Top-Player Practice Accommodation Caps
Top players can be accommodated before others, but the guidelines cap how many and forbid extra net time. Here is how the draw-size limits work in practice.
Every desk faces the question eventually: should a marquee name get preferential practice treatment? The ATP/WTA practice guidelines answer with a careful compromise. Yes, top players may be accommodated before others, but within firm caps and never with extra court time.
Accommodation, not unlimited privilege
Top players may be accommodated before others, which in practice means they can be slotted favourably in the schedule. Crucially, this is about ordering and convenience: it does not grant extra net practice time. The duration of a slot or warm-up is the same for everyone.

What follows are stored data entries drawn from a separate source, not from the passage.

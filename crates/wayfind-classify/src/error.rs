use thiserror::Error;

/// Errors from the LLM collaborator client.
///
/// Classification itself never fails — any of these downgrades the pipeline
/// to the rule-based stage.
#[derive(Debug, Error)]
pub enum ClassifyError {
    /// Network or TLS failure from the underlying HTTP client.
    #[error("HTTP error: {0}")]
    Http(#[from] reqwest::Error),

    /// The inference service returned an error envelope.
    #[error("LLM API error: {0}")]
    ApiError(String),

    /// The response body could not be deserialized into the expected type.
    #[error("JSON deserialization error for {context}: {source}")]
    Deserialize {
        context: String,
        #[source]
        source: serde_json::Error,
    },

    /// The reply carried no usable text or no parsable JSON object.
    #[error("unusable LLM reply: {0}")]
    UnusableReply(String),
}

The caps scale with draw size
- 96 draw: maximum 16 players, the top 8 seeds plus 8 more
- 56 or 48 draw: maximum 8 players
- 32 or 28 draw: maximum 4 players
Why the caps matter
Without a cap, accommodation requests would balloon and the rest of the field would be squeezed out of good slots. Tying the number to draw size keeps preferential treatment proportionate to the event and predictable for everyone planning around it. A desk that knows its cap can say a clean yes or no instead of negotiating case by case.
Applying it at the desk
Identify your draw size, derive the cap, and treat that as a hard ceiling on accommodations. Beyond the cap, the standard priority order applies: match that day first, then players still alive, and so on. Maindraw encodes the draw-size caps so the desk applies them consistently rather than from memory under pressure.